--- The problem ---
Would you please transcribe, exactly as written, the lines of the entries below starting at the one that holds "let mut buffer = PixelBuffer::with_size(8, 3).unwrap();" and ending at the one that holds "for x in 0..=5", both included?

(Items listed in a dataset)
Start of Block
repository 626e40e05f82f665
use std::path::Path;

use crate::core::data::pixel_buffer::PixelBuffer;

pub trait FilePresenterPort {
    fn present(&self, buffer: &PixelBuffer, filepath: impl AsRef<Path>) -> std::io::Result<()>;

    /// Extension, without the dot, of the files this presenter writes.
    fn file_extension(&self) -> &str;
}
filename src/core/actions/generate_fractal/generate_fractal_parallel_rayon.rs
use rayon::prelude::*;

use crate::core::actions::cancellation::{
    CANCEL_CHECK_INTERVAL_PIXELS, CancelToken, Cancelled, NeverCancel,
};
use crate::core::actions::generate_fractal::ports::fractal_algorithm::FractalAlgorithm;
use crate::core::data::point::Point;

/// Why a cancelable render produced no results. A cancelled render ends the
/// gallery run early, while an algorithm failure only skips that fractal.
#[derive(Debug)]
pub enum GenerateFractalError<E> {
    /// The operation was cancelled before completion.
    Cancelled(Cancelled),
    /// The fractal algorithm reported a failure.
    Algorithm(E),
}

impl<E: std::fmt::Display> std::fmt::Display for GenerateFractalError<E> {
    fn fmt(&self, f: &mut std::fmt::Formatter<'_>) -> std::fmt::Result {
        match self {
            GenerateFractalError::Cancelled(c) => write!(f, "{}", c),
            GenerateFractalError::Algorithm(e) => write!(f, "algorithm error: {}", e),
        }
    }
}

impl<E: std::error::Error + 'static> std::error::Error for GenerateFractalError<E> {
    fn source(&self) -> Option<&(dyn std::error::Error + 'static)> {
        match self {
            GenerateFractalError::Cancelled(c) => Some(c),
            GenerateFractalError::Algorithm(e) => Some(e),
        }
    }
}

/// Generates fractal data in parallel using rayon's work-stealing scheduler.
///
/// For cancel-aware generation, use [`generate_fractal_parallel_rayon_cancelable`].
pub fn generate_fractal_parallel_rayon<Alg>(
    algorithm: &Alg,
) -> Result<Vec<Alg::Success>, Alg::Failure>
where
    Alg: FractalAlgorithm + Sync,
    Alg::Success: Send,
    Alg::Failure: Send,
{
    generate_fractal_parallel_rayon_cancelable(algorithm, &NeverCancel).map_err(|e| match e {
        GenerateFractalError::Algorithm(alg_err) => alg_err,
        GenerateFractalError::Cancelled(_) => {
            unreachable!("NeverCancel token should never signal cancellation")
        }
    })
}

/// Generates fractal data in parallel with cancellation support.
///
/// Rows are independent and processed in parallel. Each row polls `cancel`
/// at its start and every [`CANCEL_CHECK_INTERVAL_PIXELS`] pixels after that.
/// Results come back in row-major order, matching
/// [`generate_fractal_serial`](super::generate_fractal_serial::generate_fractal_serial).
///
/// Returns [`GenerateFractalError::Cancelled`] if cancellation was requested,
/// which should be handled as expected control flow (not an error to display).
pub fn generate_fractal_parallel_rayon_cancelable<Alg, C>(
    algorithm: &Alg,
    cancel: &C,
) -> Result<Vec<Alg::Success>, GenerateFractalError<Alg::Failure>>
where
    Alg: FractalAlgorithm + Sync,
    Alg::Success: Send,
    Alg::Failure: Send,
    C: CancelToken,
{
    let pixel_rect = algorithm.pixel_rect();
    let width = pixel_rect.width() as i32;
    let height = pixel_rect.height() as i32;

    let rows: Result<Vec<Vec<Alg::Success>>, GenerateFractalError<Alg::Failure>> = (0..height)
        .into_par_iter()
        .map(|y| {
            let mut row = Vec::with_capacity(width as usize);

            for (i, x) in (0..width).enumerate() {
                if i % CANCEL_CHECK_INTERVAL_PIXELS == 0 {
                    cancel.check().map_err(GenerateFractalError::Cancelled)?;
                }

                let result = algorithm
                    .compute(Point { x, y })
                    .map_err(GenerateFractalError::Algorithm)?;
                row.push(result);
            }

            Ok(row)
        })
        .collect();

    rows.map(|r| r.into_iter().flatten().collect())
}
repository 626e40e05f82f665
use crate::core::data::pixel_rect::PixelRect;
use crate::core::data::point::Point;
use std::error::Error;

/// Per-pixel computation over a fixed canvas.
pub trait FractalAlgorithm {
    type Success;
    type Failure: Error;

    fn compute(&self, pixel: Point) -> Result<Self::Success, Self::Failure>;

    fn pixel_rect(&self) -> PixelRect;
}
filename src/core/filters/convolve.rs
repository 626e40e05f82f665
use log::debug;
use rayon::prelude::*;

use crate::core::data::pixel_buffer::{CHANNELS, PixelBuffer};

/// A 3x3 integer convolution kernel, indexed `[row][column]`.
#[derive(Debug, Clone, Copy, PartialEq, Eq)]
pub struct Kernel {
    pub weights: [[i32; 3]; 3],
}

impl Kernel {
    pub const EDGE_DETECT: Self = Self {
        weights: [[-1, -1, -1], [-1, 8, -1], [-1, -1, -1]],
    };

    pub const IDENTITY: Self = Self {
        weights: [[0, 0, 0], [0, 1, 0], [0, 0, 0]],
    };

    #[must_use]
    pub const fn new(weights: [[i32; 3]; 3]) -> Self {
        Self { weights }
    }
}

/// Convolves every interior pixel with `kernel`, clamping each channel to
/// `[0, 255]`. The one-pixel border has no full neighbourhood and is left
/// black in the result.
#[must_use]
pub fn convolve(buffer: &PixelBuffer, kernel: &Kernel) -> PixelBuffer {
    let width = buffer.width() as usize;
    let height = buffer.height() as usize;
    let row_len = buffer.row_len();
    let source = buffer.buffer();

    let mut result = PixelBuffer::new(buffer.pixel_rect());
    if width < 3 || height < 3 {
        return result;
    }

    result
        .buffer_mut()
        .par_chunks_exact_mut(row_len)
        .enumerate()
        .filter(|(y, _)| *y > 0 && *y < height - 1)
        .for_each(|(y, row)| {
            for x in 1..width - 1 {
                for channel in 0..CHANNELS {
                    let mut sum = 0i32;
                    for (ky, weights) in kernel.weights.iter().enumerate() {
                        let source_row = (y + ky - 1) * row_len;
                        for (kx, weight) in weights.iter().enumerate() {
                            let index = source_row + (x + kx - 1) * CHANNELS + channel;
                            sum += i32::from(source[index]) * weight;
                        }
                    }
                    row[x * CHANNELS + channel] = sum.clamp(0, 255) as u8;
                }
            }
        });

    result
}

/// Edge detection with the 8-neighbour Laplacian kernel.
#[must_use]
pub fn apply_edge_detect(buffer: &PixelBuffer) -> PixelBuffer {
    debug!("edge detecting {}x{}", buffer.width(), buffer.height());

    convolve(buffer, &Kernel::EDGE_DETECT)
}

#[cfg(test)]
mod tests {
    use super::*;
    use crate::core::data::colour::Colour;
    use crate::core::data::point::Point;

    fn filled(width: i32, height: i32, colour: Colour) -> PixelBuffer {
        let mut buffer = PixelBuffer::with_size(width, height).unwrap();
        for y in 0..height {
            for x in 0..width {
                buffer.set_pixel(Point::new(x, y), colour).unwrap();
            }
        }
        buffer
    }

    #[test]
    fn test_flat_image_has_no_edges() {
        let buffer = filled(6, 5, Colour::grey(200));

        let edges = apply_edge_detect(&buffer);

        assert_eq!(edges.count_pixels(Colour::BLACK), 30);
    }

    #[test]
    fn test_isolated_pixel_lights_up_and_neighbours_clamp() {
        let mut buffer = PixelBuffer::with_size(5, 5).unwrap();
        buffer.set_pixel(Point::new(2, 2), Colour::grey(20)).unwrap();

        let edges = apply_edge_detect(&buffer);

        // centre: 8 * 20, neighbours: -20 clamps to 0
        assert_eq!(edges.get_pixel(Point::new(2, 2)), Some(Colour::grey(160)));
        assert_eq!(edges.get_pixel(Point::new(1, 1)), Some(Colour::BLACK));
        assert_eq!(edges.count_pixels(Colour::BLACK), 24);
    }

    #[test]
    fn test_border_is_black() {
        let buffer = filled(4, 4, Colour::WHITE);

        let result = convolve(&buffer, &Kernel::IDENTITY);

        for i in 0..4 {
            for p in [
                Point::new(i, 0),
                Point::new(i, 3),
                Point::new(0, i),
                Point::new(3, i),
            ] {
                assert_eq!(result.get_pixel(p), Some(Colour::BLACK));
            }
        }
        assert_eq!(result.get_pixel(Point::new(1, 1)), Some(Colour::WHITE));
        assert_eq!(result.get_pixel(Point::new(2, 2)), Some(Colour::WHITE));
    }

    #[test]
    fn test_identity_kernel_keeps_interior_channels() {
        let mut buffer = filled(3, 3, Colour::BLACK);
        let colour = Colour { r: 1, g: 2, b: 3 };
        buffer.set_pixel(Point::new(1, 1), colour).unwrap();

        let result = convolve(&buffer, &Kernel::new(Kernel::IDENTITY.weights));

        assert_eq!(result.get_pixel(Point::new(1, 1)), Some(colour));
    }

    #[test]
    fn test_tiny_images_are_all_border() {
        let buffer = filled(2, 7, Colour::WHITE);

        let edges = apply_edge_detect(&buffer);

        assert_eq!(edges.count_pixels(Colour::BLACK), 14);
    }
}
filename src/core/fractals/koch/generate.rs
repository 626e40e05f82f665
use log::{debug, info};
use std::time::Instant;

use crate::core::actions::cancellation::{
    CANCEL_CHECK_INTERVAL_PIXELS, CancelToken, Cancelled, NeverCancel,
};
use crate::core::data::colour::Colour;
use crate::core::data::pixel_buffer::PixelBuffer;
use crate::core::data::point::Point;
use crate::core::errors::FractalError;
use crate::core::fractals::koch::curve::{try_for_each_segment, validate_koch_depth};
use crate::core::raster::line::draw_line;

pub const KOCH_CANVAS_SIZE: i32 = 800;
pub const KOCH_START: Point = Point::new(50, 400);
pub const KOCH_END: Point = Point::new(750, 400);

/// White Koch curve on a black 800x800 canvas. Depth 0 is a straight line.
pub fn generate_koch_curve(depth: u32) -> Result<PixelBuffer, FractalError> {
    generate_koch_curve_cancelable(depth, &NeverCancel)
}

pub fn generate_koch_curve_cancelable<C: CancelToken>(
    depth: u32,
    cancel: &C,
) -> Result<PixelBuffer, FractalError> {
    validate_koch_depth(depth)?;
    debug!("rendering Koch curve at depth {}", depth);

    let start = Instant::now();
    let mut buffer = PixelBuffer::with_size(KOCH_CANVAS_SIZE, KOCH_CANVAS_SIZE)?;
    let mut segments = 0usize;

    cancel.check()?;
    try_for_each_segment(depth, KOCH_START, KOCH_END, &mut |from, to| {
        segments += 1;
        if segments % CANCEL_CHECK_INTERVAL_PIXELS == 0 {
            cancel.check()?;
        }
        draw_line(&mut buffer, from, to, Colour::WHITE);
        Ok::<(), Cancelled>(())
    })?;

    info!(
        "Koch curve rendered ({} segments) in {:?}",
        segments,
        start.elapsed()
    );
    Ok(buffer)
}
End of Block
Start of Block
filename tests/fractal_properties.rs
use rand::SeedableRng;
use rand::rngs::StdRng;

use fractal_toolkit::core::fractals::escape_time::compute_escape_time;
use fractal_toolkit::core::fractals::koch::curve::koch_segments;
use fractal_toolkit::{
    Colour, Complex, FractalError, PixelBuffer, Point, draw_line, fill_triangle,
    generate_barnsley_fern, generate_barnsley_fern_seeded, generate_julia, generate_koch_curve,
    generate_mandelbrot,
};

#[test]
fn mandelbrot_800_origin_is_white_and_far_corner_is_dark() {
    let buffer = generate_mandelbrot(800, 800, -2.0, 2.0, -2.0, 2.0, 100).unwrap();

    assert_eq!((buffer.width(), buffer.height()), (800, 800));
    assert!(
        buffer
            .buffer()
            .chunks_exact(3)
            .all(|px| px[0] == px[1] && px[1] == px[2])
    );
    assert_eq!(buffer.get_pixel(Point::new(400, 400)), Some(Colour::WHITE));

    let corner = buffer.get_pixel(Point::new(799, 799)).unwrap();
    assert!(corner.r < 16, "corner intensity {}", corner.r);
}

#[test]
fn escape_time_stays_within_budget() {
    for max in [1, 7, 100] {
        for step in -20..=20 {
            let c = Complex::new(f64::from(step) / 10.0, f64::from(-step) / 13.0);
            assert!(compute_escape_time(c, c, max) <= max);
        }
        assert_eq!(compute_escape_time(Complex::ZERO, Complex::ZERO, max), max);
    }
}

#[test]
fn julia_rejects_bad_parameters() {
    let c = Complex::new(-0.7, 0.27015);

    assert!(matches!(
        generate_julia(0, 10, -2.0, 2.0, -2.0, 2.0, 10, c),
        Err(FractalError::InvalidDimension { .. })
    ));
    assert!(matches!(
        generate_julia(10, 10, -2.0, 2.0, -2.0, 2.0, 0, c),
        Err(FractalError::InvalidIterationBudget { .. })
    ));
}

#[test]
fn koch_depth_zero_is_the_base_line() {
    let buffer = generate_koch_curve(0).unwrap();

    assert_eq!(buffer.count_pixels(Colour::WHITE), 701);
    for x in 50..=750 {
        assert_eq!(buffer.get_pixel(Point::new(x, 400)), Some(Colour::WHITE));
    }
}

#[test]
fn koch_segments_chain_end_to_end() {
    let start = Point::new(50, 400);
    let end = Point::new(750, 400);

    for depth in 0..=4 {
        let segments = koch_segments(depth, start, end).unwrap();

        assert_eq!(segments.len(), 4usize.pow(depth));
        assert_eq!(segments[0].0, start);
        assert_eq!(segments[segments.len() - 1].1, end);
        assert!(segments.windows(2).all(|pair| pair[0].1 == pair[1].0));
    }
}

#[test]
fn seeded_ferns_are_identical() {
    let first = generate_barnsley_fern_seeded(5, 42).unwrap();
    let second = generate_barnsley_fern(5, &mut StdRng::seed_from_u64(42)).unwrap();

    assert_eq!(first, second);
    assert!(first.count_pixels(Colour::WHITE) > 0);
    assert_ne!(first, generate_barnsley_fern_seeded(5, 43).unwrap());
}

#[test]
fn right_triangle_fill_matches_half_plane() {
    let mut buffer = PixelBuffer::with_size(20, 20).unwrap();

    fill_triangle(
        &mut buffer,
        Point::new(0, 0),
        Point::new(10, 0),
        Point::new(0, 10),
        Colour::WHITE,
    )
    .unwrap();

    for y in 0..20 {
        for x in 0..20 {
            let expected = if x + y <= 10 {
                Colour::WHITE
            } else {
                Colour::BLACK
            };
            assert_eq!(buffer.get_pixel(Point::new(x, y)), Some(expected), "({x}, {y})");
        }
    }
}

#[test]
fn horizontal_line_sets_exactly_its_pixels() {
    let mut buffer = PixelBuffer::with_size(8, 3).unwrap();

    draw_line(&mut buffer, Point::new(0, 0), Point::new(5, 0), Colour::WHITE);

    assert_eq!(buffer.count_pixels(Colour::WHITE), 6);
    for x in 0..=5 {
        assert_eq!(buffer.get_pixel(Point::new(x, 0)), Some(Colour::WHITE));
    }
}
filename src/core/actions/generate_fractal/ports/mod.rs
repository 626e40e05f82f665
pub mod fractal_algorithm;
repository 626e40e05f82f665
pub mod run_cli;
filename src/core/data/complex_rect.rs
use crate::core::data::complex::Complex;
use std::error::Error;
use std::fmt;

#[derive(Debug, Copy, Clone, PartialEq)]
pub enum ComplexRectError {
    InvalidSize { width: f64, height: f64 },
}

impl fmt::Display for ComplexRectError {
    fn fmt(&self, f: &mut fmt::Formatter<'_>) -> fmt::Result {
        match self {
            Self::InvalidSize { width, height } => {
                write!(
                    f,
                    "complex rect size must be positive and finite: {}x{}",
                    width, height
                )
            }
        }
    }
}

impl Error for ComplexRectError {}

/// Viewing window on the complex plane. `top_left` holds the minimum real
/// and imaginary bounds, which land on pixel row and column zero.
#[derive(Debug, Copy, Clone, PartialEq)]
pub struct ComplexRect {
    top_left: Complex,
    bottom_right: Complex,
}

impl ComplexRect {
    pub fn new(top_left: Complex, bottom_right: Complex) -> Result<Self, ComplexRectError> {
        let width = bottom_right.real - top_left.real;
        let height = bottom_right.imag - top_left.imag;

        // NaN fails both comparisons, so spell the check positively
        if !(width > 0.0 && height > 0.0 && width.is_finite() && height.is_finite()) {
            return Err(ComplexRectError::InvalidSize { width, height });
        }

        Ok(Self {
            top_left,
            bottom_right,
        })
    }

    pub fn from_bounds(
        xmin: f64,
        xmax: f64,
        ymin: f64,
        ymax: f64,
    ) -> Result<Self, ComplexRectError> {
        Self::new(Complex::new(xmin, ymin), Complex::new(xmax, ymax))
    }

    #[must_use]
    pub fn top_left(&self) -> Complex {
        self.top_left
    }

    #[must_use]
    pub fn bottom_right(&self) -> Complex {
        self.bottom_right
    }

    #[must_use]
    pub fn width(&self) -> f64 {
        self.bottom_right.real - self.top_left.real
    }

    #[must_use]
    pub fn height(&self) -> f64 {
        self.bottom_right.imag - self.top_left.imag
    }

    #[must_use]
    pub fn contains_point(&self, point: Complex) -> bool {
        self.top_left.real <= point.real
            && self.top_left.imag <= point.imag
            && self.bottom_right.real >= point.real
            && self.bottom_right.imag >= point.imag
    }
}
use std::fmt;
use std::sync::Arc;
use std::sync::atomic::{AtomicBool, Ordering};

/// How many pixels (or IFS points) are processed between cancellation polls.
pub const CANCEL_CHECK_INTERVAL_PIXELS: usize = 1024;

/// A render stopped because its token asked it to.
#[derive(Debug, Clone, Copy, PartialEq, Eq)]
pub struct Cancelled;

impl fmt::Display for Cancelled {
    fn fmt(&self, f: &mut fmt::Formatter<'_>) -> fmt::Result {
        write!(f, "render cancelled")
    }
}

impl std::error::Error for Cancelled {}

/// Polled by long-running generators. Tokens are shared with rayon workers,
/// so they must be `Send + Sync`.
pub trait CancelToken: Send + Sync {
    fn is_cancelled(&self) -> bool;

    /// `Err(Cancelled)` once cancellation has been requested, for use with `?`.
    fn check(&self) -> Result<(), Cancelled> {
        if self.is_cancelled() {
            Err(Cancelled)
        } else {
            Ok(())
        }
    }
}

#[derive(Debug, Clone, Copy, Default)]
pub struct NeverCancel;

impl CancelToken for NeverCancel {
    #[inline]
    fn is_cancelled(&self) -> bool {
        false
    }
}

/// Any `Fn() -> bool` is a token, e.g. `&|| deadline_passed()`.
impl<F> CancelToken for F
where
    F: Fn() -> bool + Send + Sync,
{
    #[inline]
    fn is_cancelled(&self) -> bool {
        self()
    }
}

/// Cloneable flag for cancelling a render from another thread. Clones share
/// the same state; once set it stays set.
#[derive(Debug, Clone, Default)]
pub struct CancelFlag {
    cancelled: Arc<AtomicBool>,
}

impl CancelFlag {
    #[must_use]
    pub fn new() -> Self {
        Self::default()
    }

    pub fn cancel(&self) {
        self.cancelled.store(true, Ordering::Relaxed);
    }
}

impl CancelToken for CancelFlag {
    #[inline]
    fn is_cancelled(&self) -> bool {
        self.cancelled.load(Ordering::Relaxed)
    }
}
End of Block
Start of Block
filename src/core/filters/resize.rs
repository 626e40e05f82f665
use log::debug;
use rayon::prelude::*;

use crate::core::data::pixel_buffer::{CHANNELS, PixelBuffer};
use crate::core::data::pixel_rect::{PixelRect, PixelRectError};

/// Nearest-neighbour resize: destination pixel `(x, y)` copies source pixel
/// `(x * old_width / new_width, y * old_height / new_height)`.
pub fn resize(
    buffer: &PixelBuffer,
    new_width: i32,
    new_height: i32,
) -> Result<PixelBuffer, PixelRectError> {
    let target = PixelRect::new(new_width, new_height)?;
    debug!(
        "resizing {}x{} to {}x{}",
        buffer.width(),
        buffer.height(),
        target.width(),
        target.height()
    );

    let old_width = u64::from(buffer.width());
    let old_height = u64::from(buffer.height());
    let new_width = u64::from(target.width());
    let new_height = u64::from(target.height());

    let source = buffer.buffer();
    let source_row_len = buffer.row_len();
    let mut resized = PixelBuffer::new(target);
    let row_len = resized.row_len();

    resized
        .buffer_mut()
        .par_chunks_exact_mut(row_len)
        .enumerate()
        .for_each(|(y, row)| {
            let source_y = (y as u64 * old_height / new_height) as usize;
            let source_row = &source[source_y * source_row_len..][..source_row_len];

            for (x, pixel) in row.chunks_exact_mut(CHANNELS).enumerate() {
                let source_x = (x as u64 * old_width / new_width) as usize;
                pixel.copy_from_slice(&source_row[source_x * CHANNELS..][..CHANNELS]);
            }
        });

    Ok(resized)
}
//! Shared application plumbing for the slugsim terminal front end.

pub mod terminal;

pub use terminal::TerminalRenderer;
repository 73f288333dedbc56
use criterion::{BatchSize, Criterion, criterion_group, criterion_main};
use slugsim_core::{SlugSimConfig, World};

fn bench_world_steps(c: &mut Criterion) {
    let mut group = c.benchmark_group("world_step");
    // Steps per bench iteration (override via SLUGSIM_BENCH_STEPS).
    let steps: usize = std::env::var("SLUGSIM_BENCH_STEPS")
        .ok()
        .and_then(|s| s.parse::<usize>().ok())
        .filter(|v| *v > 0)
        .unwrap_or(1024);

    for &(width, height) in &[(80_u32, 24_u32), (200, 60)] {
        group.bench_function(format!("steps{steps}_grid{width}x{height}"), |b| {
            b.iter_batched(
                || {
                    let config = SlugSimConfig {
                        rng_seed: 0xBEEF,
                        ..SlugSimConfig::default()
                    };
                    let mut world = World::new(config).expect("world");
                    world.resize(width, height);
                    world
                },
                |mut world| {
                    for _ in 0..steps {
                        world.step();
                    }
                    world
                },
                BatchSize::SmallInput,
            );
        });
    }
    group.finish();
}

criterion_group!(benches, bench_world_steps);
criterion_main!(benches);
End of Block
--- Output for this task ---
    let mut buffer = PixelBuffer::with_size(8, 3).unwrap();

    draw_line(&mut buffer, Point::new(0, 0), Point::new(5, 0), Colour::WHITE);

    assert_eq!(buffer.count_pixels(Colour::WHITE), 6);
    for x in 0..=5 {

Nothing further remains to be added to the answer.